____ EXERCISE MATERIAL

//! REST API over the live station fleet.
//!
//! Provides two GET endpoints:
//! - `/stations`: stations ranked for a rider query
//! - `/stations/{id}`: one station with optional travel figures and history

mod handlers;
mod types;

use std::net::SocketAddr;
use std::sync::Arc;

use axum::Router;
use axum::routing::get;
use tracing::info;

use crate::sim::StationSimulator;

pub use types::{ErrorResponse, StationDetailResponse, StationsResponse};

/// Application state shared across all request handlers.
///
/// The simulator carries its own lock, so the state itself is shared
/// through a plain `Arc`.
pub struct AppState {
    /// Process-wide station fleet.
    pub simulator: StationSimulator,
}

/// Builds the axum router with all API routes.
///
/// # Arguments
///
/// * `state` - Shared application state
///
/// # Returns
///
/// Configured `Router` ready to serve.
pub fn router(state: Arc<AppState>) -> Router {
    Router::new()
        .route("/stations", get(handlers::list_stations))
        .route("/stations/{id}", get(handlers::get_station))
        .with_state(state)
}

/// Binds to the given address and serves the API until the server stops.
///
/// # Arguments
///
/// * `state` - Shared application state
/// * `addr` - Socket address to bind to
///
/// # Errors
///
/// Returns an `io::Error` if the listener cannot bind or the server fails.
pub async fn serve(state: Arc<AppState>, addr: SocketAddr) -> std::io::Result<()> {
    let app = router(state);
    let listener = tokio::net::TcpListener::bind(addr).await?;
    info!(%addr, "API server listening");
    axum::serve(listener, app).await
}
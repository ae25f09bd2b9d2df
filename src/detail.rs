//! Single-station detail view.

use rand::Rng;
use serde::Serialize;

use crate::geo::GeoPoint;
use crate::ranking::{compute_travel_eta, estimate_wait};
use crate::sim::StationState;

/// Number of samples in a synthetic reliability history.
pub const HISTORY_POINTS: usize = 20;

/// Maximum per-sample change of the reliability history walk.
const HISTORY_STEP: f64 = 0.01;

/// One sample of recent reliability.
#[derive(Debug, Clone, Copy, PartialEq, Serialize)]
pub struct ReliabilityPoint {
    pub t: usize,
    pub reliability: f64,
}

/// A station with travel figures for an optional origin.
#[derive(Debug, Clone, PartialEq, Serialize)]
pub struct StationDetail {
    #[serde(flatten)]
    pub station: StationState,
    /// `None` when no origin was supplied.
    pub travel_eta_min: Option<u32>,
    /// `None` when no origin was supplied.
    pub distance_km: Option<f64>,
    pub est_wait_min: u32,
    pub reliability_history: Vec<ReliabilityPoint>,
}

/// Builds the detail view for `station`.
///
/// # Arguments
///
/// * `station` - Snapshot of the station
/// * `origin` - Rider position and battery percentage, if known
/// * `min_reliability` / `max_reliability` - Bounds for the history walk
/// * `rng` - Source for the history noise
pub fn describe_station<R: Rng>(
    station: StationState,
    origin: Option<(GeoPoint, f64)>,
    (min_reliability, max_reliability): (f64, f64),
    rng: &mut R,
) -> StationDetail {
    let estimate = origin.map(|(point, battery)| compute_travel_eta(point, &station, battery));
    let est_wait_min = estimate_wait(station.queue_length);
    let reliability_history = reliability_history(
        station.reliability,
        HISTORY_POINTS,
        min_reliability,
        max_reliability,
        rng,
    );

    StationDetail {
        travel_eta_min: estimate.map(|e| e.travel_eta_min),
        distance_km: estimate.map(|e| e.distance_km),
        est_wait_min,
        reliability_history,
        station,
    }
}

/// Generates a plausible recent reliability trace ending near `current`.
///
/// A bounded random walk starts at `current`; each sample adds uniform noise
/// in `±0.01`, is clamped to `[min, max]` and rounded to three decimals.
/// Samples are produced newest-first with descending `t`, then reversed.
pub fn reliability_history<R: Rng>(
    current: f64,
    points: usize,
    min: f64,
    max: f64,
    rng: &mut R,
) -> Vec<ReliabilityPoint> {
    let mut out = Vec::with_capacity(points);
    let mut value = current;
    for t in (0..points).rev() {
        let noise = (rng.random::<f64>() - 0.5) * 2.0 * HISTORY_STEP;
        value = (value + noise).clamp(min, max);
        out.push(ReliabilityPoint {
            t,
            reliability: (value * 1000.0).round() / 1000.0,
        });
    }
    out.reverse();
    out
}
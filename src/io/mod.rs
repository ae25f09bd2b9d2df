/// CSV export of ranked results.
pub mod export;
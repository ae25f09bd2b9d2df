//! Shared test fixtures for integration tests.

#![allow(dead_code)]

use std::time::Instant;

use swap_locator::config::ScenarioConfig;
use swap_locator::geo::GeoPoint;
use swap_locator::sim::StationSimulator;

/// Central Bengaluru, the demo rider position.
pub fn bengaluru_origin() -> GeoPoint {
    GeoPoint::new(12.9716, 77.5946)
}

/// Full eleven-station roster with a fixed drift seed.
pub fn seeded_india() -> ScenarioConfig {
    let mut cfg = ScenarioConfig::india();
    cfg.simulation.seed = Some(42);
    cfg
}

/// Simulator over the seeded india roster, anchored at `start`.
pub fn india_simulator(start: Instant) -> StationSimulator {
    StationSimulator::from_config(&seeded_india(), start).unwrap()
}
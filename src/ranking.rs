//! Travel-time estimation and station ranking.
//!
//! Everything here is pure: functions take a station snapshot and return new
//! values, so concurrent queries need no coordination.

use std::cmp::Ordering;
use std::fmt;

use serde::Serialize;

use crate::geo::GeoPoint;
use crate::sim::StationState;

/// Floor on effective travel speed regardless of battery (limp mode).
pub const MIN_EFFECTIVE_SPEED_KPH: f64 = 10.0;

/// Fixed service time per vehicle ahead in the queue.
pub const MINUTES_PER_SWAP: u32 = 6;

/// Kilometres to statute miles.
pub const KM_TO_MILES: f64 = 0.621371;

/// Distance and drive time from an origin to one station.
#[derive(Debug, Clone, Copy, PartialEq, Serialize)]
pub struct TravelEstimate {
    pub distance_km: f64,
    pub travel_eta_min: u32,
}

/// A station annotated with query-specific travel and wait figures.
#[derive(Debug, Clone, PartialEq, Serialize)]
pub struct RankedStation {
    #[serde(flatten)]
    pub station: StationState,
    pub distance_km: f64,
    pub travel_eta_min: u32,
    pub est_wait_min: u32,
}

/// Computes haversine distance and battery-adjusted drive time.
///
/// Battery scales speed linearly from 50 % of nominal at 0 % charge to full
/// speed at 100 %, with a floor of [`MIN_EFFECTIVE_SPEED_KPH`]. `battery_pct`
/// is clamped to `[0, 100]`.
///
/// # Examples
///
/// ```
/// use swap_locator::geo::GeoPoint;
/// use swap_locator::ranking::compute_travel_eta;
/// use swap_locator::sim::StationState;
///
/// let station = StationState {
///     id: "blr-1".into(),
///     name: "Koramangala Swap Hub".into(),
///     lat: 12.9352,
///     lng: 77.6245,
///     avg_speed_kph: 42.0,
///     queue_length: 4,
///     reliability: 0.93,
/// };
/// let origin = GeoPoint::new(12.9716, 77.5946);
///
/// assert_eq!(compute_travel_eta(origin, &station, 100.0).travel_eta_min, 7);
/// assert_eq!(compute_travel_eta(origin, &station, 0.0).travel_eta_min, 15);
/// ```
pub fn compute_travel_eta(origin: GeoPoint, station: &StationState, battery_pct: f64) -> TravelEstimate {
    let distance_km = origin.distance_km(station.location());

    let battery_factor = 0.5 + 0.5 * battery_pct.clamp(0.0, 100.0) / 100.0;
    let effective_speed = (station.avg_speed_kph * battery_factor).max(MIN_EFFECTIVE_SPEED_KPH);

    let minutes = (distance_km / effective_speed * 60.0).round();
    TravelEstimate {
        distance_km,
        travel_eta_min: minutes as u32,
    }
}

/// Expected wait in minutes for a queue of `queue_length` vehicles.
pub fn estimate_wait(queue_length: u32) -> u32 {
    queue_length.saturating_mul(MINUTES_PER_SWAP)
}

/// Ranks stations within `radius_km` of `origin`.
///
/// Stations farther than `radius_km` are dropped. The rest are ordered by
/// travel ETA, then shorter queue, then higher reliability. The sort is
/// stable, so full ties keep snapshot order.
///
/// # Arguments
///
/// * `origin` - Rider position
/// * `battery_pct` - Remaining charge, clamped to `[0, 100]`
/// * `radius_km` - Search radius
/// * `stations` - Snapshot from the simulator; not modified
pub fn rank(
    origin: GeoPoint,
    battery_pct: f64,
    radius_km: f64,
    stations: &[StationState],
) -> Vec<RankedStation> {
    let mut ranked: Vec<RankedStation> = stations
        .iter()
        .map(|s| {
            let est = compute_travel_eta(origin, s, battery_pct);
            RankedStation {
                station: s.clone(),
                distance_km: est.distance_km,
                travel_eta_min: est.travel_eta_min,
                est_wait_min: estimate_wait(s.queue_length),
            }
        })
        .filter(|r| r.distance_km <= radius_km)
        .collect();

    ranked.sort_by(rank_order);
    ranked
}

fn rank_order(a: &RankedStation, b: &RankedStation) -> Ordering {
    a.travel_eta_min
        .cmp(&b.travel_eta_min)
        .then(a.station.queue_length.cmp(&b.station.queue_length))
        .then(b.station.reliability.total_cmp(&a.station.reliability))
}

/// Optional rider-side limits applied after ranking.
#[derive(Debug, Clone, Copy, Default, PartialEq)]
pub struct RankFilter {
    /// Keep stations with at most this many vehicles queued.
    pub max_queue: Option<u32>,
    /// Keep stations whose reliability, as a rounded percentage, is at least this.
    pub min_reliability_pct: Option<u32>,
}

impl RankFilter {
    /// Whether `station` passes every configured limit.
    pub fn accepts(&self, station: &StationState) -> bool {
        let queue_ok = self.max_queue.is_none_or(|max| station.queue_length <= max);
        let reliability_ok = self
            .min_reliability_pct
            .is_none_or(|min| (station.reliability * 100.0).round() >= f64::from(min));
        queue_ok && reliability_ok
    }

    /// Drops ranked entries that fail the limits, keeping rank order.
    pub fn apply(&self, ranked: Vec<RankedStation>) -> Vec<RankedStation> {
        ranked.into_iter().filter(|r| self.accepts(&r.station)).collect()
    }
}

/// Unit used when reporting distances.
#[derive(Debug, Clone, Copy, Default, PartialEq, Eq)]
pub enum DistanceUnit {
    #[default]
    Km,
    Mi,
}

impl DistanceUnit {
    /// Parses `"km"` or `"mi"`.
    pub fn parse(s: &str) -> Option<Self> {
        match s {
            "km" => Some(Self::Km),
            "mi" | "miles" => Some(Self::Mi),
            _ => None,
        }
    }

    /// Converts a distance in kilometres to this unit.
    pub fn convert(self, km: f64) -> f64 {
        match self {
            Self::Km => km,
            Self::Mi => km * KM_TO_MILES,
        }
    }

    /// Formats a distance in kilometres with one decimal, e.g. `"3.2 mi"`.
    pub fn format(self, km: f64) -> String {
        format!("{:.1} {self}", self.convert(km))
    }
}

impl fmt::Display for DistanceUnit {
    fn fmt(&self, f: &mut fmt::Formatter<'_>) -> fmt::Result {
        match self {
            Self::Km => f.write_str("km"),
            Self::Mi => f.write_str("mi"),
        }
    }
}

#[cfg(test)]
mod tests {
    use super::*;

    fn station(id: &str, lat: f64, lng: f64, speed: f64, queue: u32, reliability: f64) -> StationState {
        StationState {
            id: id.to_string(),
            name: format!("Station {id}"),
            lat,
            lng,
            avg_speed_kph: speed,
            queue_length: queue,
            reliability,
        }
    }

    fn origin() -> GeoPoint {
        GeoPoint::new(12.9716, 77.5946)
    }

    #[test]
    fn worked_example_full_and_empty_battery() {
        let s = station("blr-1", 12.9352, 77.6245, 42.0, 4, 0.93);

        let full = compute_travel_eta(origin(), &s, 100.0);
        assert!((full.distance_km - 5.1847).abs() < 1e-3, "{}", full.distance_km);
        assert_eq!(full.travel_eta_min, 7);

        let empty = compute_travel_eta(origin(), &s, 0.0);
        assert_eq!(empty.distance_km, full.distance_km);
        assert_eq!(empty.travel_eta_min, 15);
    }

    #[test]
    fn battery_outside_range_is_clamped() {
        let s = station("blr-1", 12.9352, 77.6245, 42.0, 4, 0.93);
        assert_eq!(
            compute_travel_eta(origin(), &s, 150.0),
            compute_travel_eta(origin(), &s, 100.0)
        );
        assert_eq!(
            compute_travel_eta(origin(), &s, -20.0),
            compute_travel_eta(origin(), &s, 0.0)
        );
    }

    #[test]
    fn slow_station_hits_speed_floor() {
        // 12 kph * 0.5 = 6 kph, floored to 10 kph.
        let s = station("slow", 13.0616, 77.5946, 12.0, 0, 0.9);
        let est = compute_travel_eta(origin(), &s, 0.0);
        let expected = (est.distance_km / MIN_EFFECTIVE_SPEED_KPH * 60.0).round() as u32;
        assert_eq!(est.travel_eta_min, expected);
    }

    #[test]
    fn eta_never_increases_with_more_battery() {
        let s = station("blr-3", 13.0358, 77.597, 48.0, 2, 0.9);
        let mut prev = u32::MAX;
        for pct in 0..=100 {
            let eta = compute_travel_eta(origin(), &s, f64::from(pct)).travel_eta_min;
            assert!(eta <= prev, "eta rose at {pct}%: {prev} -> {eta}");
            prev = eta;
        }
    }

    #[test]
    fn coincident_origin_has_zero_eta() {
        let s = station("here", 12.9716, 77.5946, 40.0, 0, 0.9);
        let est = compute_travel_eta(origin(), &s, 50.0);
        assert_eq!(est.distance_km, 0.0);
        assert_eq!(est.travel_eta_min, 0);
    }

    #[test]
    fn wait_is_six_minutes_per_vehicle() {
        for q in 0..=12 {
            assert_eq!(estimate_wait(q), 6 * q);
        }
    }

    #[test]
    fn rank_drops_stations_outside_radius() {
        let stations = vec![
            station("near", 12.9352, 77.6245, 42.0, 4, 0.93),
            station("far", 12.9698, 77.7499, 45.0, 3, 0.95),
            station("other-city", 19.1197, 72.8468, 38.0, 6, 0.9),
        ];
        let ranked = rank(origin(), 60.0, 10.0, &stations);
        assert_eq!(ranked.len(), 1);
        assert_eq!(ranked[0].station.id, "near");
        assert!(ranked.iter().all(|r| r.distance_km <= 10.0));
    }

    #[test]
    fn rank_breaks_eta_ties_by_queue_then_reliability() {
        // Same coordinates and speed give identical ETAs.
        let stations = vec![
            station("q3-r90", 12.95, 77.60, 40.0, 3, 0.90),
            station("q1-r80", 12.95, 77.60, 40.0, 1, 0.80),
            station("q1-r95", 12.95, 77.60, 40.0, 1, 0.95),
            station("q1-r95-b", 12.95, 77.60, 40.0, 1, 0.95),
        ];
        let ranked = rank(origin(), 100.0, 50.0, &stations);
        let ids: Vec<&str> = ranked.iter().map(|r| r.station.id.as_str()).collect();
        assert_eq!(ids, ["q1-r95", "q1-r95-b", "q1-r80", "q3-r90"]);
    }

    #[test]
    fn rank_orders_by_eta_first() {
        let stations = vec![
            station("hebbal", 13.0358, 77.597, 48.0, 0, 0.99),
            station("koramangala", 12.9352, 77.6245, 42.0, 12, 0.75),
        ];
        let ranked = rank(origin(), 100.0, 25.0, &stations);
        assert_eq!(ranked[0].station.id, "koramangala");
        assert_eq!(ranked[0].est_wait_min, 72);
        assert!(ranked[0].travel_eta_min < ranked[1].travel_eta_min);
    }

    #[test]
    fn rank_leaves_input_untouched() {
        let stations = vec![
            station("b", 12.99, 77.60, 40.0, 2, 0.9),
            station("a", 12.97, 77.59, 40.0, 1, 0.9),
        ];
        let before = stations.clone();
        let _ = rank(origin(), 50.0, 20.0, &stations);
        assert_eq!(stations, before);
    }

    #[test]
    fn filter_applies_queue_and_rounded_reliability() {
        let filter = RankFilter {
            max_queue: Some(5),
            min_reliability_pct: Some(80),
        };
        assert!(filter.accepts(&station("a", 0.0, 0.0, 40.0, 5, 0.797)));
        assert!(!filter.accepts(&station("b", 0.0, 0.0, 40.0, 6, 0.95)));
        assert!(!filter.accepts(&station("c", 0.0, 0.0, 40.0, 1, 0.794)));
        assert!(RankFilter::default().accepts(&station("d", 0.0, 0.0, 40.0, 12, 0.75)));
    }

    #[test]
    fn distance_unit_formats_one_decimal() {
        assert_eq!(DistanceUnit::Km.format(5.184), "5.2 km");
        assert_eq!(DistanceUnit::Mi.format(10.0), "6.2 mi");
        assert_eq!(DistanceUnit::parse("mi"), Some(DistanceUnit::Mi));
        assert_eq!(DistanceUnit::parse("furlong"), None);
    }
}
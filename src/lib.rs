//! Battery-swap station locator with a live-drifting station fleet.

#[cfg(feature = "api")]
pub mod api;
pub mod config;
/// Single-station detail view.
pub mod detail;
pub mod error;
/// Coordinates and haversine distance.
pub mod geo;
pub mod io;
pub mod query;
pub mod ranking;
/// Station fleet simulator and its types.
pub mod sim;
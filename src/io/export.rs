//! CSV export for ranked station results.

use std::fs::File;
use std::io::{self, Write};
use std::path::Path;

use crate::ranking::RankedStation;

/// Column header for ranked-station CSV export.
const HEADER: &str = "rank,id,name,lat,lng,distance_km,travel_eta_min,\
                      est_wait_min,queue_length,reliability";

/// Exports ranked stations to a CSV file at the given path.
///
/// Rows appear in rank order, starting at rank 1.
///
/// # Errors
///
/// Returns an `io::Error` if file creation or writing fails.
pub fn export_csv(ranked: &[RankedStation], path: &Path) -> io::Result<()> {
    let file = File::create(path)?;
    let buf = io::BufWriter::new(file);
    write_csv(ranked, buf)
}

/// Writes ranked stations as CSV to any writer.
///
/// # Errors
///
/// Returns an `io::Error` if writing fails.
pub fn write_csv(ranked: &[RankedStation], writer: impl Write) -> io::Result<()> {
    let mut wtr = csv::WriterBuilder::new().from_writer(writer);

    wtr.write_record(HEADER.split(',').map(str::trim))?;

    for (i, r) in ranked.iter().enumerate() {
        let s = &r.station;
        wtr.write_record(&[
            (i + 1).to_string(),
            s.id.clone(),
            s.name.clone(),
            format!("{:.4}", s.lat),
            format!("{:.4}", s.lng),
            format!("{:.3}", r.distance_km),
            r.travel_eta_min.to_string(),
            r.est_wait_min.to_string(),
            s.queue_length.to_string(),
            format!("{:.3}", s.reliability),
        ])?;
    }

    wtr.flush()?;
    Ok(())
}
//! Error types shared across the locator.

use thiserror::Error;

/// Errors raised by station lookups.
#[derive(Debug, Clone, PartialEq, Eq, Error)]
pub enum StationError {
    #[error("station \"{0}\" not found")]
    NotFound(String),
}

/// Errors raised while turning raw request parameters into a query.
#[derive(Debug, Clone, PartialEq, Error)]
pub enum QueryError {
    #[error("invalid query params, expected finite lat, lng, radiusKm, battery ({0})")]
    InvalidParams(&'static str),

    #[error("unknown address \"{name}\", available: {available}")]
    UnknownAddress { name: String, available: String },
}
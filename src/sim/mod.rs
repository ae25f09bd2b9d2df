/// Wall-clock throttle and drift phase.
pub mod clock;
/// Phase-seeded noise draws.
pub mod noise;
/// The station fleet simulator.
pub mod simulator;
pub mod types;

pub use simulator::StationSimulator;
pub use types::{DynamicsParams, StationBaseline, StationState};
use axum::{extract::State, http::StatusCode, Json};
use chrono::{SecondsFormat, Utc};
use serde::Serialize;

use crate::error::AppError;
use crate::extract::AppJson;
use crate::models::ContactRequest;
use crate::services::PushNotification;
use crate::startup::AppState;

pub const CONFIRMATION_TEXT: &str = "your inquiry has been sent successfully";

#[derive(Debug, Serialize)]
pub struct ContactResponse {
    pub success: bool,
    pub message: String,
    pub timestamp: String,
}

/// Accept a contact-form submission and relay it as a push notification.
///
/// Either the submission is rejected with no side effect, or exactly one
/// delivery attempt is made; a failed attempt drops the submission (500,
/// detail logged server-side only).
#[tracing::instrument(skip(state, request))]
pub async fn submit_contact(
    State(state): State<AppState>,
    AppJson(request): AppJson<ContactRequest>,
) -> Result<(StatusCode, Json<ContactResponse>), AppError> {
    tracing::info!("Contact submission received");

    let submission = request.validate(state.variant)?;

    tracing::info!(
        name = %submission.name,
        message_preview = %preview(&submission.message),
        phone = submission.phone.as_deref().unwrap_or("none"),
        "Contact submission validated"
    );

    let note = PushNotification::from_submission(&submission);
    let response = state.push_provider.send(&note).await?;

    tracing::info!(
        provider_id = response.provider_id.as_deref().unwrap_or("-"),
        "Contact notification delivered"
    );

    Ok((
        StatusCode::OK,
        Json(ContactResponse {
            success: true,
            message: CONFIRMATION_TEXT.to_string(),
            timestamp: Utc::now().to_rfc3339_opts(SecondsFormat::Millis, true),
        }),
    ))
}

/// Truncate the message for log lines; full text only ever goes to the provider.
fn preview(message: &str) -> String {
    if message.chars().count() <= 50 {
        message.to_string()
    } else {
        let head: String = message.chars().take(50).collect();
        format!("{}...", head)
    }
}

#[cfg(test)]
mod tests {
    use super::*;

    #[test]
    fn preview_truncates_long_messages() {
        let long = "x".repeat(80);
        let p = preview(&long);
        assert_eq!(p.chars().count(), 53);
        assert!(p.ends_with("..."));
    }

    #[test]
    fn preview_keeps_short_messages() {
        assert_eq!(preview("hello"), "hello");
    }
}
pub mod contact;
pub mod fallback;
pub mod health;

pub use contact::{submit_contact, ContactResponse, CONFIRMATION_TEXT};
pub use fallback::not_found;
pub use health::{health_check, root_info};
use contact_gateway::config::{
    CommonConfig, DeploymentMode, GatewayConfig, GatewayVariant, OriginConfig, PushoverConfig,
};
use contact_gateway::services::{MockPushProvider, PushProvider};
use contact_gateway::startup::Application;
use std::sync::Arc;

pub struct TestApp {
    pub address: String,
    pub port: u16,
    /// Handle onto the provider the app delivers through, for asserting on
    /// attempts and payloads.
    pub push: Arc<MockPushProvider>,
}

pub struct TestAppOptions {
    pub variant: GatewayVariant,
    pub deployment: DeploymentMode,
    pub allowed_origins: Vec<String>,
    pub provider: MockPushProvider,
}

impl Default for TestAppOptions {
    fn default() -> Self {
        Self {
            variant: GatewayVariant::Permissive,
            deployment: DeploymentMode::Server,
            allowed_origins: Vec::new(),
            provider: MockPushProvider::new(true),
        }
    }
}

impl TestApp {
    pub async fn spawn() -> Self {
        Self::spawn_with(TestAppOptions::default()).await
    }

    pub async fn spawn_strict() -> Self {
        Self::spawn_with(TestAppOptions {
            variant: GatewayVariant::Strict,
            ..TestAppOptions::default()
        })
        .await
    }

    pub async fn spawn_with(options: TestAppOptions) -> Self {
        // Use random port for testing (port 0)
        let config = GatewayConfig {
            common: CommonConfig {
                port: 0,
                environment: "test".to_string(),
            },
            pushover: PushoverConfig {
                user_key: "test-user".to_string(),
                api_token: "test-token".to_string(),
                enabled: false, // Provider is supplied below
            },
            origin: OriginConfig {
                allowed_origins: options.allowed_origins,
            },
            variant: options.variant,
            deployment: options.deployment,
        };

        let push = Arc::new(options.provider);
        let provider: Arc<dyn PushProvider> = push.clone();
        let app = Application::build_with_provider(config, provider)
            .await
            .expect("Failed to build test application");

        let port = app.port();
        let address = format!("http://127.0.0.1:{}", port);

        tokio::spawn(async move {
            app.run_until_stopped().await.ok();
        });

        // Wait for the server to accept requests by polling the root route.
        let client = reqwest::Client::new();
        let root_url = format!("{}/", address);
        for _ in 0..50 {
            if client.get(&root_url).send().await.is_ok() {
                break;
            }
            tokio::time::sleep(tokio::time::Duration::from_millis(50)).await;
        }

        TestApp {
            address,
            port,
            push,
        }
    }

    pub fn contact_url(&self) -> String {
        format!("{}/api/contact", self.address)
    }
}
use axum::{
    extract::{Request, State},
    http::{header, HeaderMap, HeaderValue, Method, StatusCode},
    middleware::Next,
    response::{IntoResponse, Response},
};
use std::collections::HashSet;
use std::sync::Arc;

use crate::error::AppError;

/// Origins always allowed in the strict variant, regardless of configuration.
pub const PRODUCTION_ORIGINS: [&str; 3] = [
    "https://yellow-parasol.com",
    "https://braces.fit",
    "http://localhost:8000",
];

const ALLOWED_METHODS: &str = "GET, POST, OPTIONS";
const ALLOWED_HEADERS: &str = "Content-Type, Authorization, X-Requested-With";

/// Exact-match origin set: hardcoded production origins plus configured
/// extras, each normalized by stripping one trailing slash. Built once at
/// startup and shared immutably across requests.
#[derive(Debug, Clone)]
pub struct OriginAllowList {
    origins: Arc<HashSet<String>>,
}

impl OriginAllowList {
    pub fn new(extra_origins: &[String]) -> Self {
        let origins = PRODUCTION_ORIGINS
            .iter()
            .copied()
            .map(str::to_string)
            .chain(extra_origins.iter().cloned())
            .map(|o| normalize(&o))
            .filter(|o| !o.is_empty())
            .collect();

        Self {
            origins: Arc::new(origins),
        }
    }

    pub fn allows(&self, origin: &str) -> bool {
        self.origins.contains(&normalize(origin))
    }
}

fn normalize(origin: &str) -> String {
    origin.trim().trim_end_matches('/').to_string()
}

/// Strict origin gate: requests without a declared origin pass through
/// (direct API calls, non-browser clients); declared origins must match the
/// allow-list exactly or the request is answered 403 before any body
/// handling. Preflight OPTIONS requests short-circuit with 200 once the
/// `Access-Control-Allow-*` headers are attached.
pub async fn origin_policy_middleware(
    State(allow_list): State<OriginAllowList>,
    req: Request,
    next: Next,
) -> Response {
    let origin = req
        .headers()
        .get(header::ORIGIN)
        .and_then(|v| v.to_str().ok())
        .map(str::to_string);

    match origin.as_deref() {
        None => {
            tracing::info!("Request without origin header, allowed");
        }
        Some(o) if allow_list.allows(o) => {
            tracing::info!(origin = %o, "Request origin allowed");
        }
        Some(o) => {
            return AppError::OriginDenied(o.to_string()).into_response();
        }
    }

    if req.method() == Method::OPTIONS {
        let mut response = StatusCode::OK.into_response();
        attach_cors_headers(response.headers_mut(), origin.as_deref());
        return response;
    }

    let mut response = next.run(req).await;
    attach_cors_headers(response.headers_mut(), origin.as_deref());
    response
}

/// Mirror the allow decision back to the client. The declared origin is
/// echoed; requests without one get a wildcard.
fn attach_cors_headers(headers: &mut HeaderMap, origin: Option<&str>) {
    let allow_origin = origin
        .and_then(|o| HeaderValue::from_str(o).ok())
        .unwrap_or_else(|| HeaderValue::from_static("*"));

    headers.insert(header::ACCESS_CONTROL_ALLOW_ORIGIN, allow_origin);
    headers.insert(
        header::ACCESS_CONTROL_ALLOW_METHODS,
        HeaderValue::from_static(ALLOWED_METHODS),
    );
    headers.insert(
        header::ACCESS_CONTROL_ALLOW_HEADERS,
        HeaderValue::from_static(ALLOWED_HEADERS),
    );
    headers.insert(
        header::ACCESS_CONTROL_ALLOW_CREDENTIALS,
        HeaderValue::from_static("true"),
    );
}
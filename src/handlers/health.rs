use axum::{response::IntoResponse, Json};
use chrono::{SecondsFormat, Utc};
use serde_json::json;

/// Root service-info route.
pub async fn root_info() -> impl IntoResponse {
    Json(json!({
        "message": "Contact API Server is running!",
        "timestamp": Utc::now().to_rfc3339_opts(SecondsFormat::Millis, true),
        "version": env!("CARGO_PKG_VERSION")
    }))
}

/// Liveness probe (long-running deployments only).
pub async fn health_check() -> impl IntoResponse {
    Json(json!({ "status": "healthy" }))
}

________

Copy every line from the records that holds the string "PushNotification".

EXPECTED OUTPUT |
use crate::services::PushNotification;
    let note = PushNotification::from_submission(&submission);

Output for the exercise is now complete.